When you think of milestone birthdays, you might remember becoming able to drive at 16, eligible to vote at 18, or allowed to purchase alcohol at 21. As we grow older we don’t pay as much attention to our birthdays, since there doesn’t seem to be any special significance attached to them. However, when retirement rolls around, there are several important birthdays you need to keep in mind. These are attached to your eligibility for various retirement-related programs and benefits, according to the law:
Age 59 ½. Before this date, taking any distributions from a qualified IRA or other retirement plan may carry a 10 percent federal income tax penalty. After age 59 ½, you can begin withdrawing from your retirement plan without any additional penalties, though of course normal income taxes will still apply. Mark this date on your calendar, and try to postpone any withdrawals until afterward.
Age 62. You’ve paid into Social Security most of your life, and you’re looking forward to retiring and collecting your hard-earned benefits. On your 62nd birthday will be your first chance to do so. It is not, however, considered “full retirement age”, so your benefits may be reduced by as much as 30 percent. Your full retirement age is between 65 and 67, according to the year you were born. Check with the Social Security Administration to find out your full retirement age, and consider waiting until that date to retire in order to collect a larger monthly check.

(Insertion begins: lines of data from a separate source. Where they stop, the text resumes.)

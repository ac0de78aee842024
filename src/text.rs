//! Chinese segmentation and the counting stages built on it: TextRank
//! keywords, n-gram memes, and word-cloud frequencies.

use std::collections::{HashMap, HashSet};

use jieba_rs::{Jieba, KeywordExtract, TextRank};
use log::info;
use serde::Serialize;

/// Words dropped from the word cloud on top of single characters.
pub const CLOUD_STOPWORDS: &[&str] = &["的", "了", "是", "我", "在", "也", "啊", "吗", "哈"];

/// Parts of speech TextRank keeps: place names, nouns, verbal nouns, verbs.
const KEYWORD_POS: &[&str] = &["ns", "n", "vn", "v"];

/// Most frequent phrases of one n-gram size.
#[derive(Debug, Clone, PartialEq, Serialize)]
pub struct MemeTable {
    pub n: usize,
    pub phrases: Vec<(String, usize)>,
}

/// Owns the jieba dictionary; build once per run.
pub struct Segmenter {
    jieba: Jieba,
}

impl Default for Segmenter {
    fn default() -> Self {
        Self::new()
    }
}

impl Segmenter {
    pub fn new() -> Self {
        Self {
            jieba: Jieba::new(),
        }
    }

    /// Segment `text` and keep tokens longer than one character.
    pub fn tokens(&self, text: &str) -> Vec<String> {
        self.jieba
            .cut(text, true)
            .into_iter()
            .filter(|w| w.chars().count() > 1)
            .map(String::from)
            .collect()
    }

    /// Top `top_k` TextRank terms over all `texts` joined into one corpus.
    pub fn extract_keywords(&self, texts: &[&str], top_k: usize) -> Vec<String> {
        info!("Extracting top {top_k} keywords");
        let corpus = texts.join(" ");
        let allowed = KEYWORD_POS.iter().map(|p| p.to_string()).collect();
        TextRank::default()
            .extract_keywords(&self.jieba, &corpus, top_k, allowed)
            .into_iter()
            .map(|k| k.keyword)
            .collect()
    }

    /// Frequent 2- and 3-token phrases. Each text is segmented on its own so
    /// phrases never span two comments. Sizes without any phrase are omitted.
    pub fn find_memes(&self, texts: &[&str], top: usize) -> Vec<MemeTable> {
        info!("Discovering frequent phrases");
        let token_lists: Vec<Vec<String>> = texts.iter().map(|t| self.tokens(t)).collect();
        [2, 3]
            .into_iter()
            .filter_map(|n| {
                let mut phrases = ngram_counts(&token_lists, n);
                if phrases.is_empty() {
                    return None;
                }
                phrases.truncate(top);
                Some(MemeTable { n, phrases })
            })
            .collect()
    }

    /// Word frequencies for the cloud: whole corpus, stop words and single
    /// characters removed, single words only.
    pub fn word_frequencies(&self, texts: &[&str]) -> Vec<(String, usize)> {
        let stop: HashSet<&str> = CLOUD_STOPWORDS.iter().copied().collect();
        let corpus = texts.join(" ");
        let words: Vec<String> = self
            .tokens(&corpus)
            .into_iter()
            .filter(|w| !stop.contains(w.as_str()))
            .collect();
        count_in_order(words.iter().map(String::as_str))
    }
}

/// Count contiguous `n`-grams (tokens concatenated without separator) within
/// each token list, sorted by descending count. Equal counts keep the order
/// in which the phrase first appeared.
///
/// # Example
/// ```
/// use danmaku_analysis::ngram_counts;
/// let tokens = vec!["我", "爱", "学习", "我", "爱", "学习"]
///     .into_iter()
///     .map(String::from)
///     .collect::<Vec<_>>();
/// let counted = ngram_counts(&[tokens], 2);
/// assert_eq!(counted[0], ("我爱".to_string(), 2));
/// ```
pub fn ngram_counts(token_lists: &[Vec<String>], n: usize) -> Vec<(String, usize)> {
    if n == 0 {
        return Vec::new();
    }
    let grams: Vec<String> = token_lists
        .iter()
        .flat_map(|tokens| tokens.windows(n).map(|w| w.concat()))
        .collect();
    count_in_order(grams.iter().map(String::as_str))
}

/// Frequency count sorted by descending count, ties in first-seen order.
pub(crate) fn count_in_order<'a>(items: impl Iterator<Item = &'a str>) -> Vec<(String, usize)> {
    let mut index: HashMap<&'a str, usize> = HashMap::new();
    let mut counted: Vec<(String, usize)> = Vec::new();
    for item in items {
        match index.get(item) {
            Some(&i) => counted[i].1 += 1,
            None => {
                index.insert(item, counted.len());
                counted.push((item.to_string(), 1));
            }
        }
    }
    // stable sort keeps first-seen order among equal counts
    counted.sort_by(|a, b| b.1.cmp(&a.1));
    counted
}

Age 65. On your 65th birthday, you’ll become eligible for Medicare. Since the enrollment process can take some time, remember to file your application several months ahead of your actual birthday so that benefits can begin as soon as you’re eligible. Medicare Part A Hospital Insurance is automatically available to those receiving Social Security benefits. Medicare Part B Medical Insurance can be purchased at a monthly premium.
Age 70 ½. When you reach this half-birthday, most tax-deferred retirement plans require you to begin taking distributions. Failure to do so can put you at risk of having to pay a significant penalty. The federal government determines the amount of your required minimum distribution, based on life expectancy.